(YOUR ASSIGNMENT)
Please copy exactly the lines that run from the start of the entries to the line containing "bootstrap script location.", inclusive.

(PROVIDED DATA)

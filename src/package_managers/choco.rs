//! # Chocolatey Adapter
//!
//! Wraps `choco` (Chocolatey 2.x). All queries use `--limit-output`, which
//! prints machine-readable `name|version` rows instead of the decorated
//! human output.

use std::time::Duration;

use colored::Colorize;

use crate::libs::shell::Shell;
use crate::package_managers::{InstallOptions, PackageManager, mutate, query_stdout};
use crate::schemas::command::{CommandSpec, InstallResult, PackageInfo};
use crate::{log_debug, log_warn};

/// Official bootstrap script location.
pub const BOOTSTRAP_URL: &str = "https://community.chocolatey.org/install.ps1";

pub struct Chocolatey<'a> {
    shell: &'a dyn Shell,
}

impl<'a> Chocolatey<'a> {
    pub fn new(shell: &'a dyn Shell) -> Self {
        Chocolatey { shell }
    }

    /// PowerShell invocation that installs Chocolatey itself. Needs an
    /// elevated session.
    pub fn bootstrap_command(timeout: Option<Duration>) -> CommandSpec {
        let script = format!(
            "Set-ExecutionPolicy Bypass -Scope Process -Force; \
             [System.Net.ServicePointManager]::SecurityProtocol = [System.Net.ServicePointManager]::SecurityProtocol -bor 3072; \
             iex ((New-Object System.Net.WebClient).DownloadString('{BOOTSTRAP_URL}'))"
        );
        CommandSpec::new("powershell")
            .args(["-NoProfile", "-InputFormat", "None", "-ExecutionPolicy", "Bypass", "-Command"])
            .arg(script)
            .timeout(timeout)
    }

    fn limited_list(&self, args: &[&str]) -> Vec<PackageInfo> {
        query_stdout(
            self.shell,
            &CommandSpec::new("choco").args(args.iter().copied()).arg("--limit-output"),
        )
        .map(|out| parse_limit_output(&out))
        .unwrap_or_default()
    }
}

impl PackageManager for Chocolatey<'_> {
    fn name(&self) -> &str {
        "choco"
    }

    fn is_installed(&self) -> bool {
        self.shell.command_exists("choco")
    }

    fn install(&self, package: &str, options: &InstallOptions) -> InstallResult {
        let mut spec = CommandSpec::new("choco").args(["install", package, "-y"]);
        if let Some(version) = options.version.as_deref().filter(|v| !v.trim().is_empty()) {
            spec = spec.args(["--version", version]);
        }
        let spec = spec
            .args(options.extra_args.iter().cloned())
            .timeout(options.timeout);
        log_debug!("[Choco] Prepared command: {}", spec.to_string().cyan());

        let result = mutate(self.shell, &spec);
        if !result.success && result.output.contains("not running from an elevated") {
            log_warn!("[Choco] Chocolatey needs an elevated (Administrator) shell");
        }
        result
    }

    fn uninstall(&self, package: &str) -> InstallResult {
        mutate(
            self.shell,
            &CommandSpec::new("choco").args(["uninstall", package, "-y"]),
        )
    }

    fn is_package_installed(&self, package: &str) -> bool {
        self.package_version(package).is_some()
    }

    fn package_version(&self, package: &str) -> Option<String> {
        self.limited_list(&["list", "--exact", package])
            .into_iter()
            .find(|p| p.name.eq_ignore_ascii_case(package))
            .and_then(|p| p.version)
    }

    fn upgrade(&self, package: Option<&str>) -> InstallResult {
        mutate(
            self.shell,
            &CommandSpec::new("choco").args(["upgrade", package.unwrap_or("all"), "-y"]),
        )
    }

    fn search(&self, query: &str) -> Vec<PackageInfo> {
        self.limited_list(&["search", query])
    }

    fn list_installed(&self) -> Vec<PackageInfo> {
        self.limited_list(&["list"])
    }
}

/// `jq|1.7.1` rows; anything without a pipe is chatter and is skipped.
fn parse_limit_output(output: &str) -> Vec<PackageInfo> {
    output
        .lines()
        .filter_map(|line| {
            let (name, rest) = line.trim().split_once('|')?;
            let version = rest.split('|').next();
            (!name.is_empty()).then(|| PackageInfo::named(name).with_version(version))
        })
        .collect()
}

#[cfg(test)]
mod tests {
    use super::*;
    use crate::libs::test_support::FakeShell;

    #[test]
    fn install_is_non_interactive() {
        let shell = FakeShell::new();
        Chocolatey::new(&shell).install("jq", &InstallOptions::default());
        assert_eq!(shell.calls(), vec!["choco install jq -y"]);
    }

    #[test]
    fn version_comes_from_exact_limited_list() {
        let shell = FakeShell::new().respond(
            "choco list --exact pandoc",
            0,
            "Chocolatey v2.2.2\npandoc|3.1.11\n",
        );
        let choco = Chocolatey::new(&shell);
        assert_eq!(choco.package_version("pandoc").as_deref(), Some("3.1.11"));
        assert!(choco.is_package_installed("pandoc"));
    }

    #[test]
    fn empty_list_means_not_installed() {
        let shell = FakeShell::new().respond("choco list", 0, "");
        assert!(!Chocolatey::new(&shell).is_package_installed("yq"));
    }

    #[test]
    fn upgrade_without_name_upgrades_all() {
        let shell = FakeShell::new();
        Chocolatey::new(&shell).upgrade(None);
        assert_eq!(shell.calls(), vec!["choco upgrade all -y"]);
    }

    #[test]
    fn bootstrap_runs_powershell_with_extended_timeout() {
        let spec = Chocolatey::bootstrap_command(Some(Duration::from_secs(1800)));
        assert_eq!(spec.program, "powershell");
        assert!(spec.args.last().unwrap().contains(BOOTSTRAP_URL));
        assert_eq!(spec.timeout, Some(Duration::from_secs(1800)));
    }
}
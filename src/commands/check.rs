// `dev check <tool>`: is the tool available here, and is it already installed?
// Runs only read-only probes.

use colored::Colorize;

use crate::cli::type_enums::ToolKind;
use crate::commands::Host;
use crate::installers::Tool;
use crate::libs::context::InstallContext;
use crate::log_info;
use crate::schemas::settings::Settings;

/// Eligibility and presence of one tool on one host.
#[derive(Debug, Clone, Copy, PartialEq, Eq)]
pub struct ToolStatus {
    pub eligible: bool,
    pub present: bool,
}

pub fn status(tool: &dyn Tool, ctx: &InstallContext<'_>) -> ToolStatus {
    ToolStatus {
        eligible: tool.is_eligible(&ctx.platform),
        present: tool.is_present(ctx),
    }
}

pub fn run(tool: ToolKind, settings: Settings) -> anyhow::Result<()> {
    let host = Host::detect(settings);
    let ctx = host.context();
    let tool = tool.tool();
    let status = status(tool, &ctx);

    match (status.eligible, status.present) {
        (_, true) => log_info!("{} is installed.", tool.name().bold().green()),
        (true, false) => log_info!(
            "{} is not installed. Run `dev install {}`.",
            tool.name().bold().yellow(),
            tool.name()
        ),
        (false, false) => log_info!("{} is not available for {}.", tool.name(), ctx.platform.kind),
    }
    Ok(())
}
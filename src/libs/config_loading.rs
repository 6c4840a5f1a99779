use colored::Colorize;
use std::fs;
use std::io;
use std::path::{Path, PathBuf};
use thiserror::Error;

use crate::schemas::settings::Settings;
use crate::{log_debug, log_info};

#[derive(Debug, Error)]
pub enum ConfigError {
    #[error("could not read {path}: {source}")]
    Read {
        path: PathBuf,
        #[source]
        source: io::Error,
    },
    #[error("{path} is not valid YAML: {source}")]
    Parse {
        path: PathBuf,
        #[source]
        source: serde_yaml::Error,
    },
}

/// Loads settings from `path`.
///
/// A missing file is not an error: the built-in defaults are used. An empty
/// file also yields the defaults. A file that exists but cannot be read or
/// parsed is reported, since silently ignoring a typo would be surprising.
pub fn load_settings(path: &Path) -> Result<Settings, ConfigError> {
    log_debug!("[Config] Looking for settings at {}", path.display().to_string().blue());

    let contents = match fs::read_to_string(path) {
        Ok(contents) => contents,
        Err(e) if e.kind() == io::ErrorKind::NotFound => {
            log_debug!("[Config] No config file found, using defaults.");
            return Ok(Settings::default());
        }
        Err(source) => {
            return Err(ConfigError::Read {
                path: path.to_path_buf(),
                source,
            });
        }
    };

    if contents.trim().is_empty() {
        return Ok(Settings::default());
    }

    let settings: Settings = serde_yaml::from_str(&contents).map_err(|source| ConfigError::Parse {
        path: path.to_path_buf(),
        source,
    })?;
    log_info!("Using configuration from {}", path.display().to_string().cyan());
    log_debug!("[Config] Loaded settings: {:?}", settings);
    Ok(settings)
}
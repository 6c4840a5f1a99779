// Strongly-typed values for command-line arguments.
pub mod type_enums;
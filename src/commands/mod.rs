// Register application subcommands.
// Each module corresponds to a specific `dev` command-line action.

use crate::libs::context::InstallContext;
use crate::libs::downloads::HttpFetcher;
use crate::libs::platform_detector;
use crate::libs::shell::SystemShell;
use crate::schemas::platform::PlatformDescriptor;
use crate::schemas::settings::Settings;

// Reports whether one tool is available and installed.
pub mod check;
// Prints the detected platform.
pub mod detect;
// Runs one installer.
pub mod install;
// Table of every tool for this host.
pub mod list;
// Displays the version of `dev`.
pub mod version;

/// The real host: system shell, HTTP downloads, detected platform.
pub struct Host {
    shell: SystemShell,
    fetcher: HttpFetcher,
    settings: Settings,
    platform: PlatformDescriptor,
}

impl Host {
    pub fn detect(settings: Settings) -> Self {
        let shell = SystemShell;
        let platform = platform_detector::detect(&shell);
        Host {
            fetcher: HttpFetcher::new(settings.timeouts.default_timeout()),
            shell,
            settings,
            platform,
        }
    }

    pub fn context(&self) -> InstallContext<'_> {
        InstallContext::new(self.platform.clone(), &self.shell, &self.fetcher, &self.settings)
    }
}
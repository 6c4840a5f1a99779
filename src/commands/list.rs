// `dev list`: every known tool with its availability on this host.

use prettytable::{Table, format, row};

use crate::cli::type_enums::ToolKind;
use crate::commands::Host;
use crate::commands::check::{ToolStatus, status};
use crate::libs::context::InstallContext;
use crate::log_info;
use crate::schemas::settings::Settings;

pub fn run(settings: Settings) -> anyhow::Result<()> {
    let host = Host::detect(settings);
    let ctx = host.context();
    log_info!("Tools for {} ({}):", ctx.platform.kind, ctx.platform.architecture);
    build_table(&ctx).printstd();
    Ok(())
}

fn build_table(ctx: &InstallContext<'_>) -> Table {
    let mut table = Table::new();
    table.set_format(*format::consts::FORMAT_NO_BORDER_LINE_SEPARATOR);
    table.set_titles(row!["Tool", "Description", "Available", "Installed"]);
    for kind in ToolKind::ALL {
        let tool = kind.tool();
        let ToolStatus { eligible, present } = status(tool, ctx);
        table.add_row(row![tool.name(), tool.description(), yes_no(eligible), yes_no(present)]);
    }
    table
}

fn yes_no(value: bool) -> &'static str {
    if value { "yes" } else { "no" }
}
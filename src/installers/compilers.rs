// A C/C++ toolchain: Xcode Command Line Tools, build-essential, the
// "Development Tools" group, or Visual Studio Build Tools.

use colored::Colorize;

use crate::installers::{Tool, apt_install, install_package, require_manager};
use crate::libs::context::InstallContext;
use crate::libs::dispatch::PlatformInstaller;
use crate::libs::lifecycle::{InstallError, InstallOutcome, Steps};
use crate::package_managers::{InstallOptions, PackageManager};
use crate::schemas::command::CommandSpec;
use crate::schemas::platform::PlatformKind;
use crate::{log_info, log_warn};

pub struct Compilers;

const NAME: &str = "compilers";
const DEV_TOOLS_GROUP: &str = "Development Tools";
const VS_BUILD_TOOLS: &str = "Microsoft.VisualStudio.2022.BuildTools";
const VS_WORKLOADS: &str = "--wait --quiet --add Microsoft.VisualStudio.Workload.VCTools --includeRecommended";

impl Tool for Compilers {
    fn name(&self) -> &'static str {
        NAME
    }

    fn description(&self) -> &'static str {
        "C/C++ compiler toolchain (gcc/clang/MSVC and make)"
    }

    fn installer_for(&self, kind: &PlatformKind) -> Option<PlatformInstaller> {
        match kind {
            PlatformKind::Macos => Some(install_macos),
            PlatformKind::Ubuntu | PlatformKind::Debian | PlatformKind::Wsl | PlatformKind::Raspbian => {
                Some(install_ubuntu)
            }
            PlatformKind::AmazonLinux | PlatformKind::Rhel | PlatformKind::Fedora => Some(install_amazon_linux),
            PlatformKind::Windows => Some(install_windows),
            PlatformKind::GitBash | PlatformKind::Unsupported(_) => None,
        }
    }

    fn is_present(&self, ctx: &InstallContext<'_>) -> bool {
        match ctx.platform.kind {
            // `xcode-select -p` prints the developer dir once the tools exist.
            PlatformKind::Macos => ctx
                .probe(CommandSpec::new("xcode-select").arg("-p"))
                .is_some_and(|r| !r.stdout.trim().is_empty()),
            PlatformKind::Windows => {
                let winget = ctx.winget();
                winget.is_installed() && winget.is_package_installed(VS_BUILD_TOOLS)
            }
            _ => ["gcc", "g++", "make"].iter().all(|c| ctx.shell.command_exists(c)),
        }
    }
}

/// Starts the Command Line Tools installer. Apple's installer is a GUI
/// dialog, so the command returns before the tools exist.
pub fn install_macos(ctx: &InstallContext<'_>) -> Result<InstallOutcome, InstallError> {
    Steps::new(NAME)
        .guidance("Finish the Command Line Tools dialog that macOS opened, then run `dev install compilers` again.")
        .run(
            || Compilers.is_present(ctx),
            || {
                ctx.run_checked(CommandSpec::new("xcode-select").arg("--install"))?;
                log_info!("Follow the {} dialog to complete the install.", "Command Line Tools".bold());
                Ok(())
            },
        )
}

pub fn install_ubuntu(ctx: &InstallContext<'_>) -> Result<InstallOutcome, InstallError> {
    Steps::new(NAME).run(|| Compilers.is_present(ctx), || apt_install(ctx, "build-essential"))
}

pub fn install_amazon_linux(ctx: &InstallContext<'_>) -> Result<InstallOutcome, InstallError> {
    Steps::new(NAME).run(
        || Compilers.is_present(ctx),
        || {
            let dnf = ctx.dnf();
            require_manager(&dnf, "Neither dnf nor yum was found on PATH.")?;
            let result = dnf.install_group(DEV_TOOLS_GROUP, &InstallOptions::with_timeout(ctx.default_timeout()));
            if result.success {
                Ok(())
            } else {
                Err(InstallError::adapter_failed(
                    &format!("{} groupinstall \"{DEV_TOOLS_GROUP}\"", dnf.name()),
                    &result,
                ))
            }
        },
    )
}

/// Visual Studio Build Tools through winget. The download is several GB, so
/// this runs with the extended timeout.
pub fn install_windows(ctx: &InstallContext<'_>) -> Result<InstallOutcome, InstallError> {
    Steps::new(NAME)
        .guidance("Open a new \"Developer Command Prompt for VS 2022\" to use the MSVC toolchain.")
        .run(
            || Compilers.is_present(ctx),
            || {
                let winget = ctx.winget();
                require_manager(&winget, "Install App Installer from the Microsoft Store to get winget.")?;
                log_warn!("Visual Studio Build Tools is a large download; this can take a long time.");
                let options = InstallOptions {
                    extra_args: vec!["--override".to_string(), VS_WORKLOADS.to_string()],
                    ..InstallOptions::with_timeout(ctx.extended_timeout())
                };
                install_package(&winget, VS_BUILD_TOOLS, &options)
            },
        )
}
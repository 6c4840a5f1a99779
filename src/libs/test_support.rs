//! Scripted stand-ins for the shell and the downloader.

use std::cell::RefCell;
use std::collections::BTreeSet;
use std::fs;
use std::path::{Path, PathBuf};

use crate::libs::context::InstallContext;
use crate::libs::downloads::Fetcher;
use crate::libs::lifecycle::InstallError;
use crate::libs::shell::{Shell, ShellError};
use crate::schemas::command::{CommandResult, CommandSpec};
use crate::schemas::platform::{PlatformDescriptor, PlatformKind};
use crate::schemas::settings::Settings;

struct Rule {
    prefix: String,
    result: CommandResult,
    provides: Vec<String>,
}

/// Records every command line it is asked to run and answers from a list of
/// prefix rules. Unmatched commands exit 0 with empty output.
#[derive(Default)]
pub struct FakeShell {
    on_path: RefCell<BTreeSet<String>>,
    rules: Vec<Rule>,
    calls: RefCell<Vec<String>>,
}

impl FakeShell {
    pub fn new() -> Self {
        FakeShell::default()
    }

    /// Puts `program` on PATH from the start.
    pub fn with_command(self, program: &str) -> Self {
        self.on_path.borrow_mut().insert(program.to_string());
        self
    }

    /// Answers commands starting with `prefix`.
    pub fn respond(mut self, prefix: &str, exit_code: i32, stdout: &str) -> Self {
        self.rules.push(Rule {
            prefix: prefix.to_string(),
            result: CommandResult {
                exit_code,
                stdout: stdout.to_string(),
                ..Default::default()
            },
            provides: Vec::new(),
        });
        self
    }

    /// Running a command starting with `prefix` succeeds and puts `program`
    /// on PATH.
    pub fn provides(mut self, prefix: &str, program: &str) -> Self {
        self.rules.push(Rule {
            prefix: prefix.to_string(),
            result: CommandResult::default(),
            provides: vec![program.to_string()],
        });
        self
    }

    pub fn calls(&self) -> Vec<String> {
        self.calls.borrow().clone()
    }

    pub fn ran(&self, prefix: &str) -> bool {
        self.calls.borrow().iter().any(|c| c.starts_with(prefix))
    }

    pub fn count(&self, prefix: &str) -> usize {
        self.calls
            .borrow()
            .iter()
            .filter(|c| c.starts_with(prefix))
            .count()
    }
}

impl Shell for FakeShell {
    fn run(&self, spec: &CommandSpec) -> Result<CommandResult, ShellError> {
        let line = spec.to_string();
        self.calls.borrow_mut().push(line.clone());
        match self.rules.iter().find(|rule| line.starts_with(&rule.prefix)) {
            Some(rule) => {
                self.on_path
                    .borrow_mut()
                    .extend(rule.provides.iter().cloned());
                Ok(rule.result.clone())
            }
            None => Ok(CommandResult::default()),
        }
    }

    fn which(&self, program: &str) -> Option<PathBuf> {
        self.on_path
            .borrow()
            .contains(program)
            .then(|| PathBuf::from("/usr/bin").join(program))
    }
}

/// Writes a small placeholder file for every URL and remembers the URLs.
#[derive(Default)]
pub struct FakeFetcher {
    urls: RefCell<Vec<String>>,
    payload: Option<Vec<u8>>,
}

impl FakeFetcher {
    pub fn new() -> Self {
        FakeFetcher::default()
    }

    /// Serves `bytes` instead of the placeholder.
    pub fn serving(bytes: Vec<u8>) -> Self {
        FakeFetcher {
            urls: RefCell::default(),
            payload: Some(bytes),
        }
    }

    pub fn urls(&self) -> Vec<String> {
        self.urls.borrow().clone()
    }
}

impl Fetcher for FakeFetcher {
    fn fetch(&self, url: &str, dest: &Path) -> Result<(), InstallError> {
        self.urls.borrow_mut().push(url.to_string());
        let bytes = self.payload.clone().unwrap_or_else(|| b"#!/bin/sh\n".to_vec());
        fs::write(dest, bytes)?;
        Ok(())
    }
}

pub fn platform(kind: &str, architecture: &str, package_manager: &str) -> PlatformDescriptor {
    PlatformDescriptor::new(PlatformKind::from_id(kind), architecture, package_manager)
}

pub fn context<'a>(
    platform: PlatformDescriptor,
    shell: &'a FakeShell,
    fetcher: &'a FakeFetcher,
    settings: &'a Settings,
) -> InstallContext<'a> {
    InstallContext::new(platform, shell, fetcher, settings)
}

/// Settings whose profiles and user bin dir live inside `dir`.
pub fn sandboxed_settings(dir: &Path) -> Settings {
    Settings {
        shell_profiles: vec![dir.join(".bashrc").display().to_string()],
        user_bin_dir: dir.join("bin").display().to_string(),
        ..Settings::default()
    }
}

(ANSWER TO THE PROBLEM)
filename src/package_managers/choco.rs
//! # Chocolatey Adapter
//!
//! Wraps `choco` (Chocolatey 2.x). All queries use `--limit-output`, which
//! prints machine-readable `name|version` rows instead of the decorated
//! human output.

use std::time::Duration;

use colored::Colorize;

use crate::libs::shell::Shell;
use crate::package_managers::{InstallOptions, PackageManager, mutate, query_stdout};
use crate::schemas::command::{CommandSpec, InstallResult, PackageInfo};
use crate::{log_debug, log_warn};

/// Official bootstrap script location.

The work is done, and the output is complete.